GNN-LLM Hybrids for Node Classification
A Comparative Study of GNN, LLM-based, and Hybrid Models
Y. LI (TU Delft - Electrical Engineering, Mathematics and Computer Science)
E. Isufi – Mentor (TU Delft - Multimedia Computing)
M. Khosla – Mentor (TU Delft - Multimedia Computing)
T. Zhao – Mentor (TU Delft - Multimedia Computing)
R. Hai – Mentor (TU Delft - Web Information Systems)
More Info
expand_more
Other than for strictly personal use, it is not permitted to download, forward or distribute the text or part of it, without the consent of the author(s) and/or copyright holder(s), unless the work is under an open content license such as Creative Commons.
Abstract
Node classification on text-attributed graphs requires both structural reasoning and rich semantic understanding.
While Graph Neural Networks (GNNs) have become the dominant solution by leveraging graph topology, they often rely on limited textual representations.
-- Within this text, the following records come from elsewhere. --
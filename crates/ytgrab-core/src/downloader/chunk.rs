//! Fixed-size chunking between the network callback and the destination file.
//!
//! libcurl delivers the body in pieces of whatever size the socket produced.
//! `ChunkSink` regroups them into `capacity`-sized chunks: each full chunk is
//! written in one call, and the remainder is written by `finish`.

use std::io::{self, Write};

/// Whether the producer should keep feeding the sink.
#[derive(Debug, Clone, Copy, PartialEq, Eq)]
pub(crate) enum Flow {
    Continue,
    Stop,
}

/// Hooks the sink calls at chunk boundaries.
pub(crate) trait ChunkEvents {
    /// Called before the first byte of a new chunk is buffered.
    fn before_chunk(&mut self) -> Flow;

    /// Called after a chunk of `len` bytes was written; `position` is the
    /// total number of bytes written so far.
    fn after_write(&mut self, len: usize, position: u64) -> Flow;
}

pub(crate) struct ChunkSink<W> {
    writer: W,
    buf: Vec<u8>,
    capacity: usize,
    position: u64,
    writes: u64,
}

impl<W: Write> ChunkSink<W> {
    /// `capacity` must be positive; the buffer is allocated once here.
    pub(crate) fn new(writer: W, capacity: usize) -> Self {
        debug_assert!(capacity > 0);
        Self {
            writer,
            buf: Vec::with_capacity(capacity),
            capacity,
            position: 0,
            writes: 0,
        }
    }

    /// Bytes written to the underlying writer so far.
    pub(crate) fn position(&self) -> u64 {
        self.position
    }

    /// Buffer `data`, writing every chunk that fills up.
    pub(crate) fn push(
        &mut self,
        mut data: &[u8],
        events: &mut impl ChunkEvents,
    ) -> io::Result<Flow> {
        while !data.is_empty() {
            if self.buf.is_empty() && events.before_chunk() == Flow::Stop {
                return Ok(Flow::Stop);
            }
            let take = (self.capacity - self.buf.len()).min(data.len());
            self.buf.extend_from_slice(&data[..take]);
            data = &data[take..];
            if self.buf.len() == self.capacity && self.write_buffered(events)? == Flow::Stop {
                return Ok(Flow::Stop);
            }
        }
        Ok(Flow::Continue)
    }

    /// Write the final partial chunk. A zero-byte remainder is skipped unless
    /// nothing has been written at all, so an empty body still reports once.
    pub(crate) fn finish(&mut self, events: &mut impl ChunkEvents) -> io::Result<Flow> {
        if self.buf.is_empty() && self.writes > 0 {
            return Ok(Flow::Continue);
        }
        self.write_buffered(events)
    }

    pub(crate) fn into_inner(self) -> W {
        self.writer
    }

    fn write_buffered(&mut self, events: &mut impl ChunkEvents) -> io::Result<Flow> {
        self.writer.write_all(&self.buf)?;
        let len = self.buf.len();
        self.position += len as u64;
        self.writes += 1;
        self.buf.clear();
        Ok(events.after_write(len, self.position))
    }
}
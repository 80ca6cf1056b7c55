//! Shared HTTP client.
//!
//! Wraps a pool of idle libcurl `Easy` handles. A handle that is returned to the
//! pool keeps its connection cache, so sequential or concurrent downloads from
//! the same host reuse connections. The host owns the client (usually in an
//! `Arc`) and drops it at shutdown; there is no global instance.

mod response;

pub use response::ResponseHead;

use std::ops::{Deref, DerefMut};
use std::sync::Mutex;
use std::time::Duration;

/// Idle handles kept when none is configured explicitly.
const DEFAULT_MAX_IDLE: usize = 8;

/// libcurl options applied to every handle checked out of the pool.
#[derive(Debug, Clone)]
pub struct CurlOptions {
    pub connect_timeout: Duration,
    /// Abort if throughput drops below this many bytes/s for `low_speed_time`.
    pub low_speed_limit: u32,
    pub low_speed_time: Duration,
    /// Hard timeout so a completely stuck transfer eventually fails.
    pub timeout: Duration,
    pub max_redirections: u32,
    pub user_agent: Option<String>,
}

impl Default for CurlOptions {
    fn default() -> Self {
        Self {
            connect_timeout: Duration::from_secs(30),
            low_speed_limit: 1024,
            low_speed_time: Duration::from_secs(60),
            timeout: Duration::from_secs(3600),
            max_redirections: 10,
            user_agent: None,
        }
    }
}

/// Process-wide HTTP client: options plus a pool of reusable easy handles.
pub struct HttpClient {
    options: CurlOptions,
    idle: Mutex<Vec<curl::easy::Easy>>,
    max_idle: usize,
}

impl HttpClient {
    pub fn new(options: CurlOptions) -> Self {
        Self::with_max_idle(options, DEFAULT_MAX_IDLE)
    }

    /// Like `new` but caps how many idle handles are retained.
    pub fn with_max_idle(options: CurlOptions, max_idle: usize) -> Self {
        Self {
            options,
            idle: Mutex::new(Vec::new()),
            max_idle,
        }
    }

    pub fn options(&self) -> &CurlOptions {
        &self.options
    }

    /// Number of handles currently parked in the pool.
    pub fn idle_count(&self) -> usize {
        self.idle.lock().unwrap_or_else(|e| e.into_inner()).len()
    }

    /// Take a handle configured for a GET of `url`. The handle goes back to the
    /// pool when the returned guard drops.
    pub fn checkout(&self, url: &str) -> Result<PooledEasy<'_>, curl::Error> {
        let reused = self.idle.lock().unwrap_or_else(|e| e.into_inner()).pop();
        let mut easy = match reused {
            Some(mut easy) => {
                easy.reset();
                easy
            }
            None => curl::easy::Easy::new(),
        };
        self.configure(&mut easy, url)?;
        Ok(PooledEasy {
            easy: Some(easy),
            client: self,
        })
    }

    fn configure(&self, easy: &mut curl::easy::Easy, url: &str) -> Result<(), curl::Error> {
        let opts = &self.options;
        easy.url(url)?;
        easy.get(true)?;
        easy.follow_location(true)?;
        easy.max_redirections(opts.max_redirections)?;
        // Non-2xx responses fail the transfer before any body reaches the write callback.
        easy.fail_on_error(true)?;
        easy.connect_timeout(opts.connect_timeout)?;
        easy.low_speed_limit(opts.low_speed_limit)?;
        easy.low_speed_time(opts.low_speed_time)?;
        easy.timeout(opts.timeout)?;
        if let Some(ua) = &opts.user_agent {
            easy.useragent(ua)?;
        }
        Ok(())
    }

    fn give_back(&self, easy: curl::easy::Easy) {
        let mut idle = self.idle.lock().unwrap_or_else(|e| e.into_inner());
        if idle.len() < self.max_idle {
            idle.push(easy);
        }
    }
}

impl Default for HttpClient {
    fn default() -> Self {
        Self::new(CurlOptions::default())
    }
}

/// An easy handle borrowed from an `HttpClient`; returned to the pool on drop.
pub struct PooledEasy<'a> {
    easy: Option<curl::easy::Easy>,
    client: &'a HttpClient,
}

impl Deref for PooledEasy<'_> {
    type Target = curl::easy::Easy;

    fn deref(&self) -> &Self::Target {
        self.easy.as_ref().expect("handle present until drop")
    }
}

impl DerefMut for PooledEasy<'_> {
    fn deref_mut(&mut self) -> &mut Self::Target {
        self.easy.as_mut().expect("handle present until drop")
    }
}

impl Drop for PooledEasy<'_> {
    fn drop(&mut self) {
        if let Some(easy) = self.easy.take() {
            self.client.give_back(easy);
        }
    }
}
Recent advances, therefore, explore integrating large language models (LLMs) to provide stronger semantic encoding for graph learning. However, existing work often evaluates different LLM integration paradigms under individually designed experimental settings, making it difficult to assess their relative strengths for node classification tasks. In this work, we present a controlled empirical comparison between classical message-passing graph neural networks, parameter-efficient LLM-GNN integration (ENGINE), prompt-based generative reasoning (LLaGA), and a lightweight hybrid model that combines structural message passing with label-aware semantic alignment. We evaluate all models on two widely used textual graph benchmarks, \textsc{Cora} and \textsc{WikiCS}, under a unified transductive evaluation protocol and varying levels of training supervision. Our results show that the performance of ENGINE consistently outperforms strong GNN baselines, whereas LLaGA is more sensitive to inference constraints and evaluation protocols. The additional hybrid model we propose in this thesis further demonstrates complementary benefits, particularly in low-supervision regimes. These findings clarify practical trade-offs between discriminative and generative LLM-based graph models and highlight hybrid designs as a promising direction for efficient and robust node classification on textual graphs.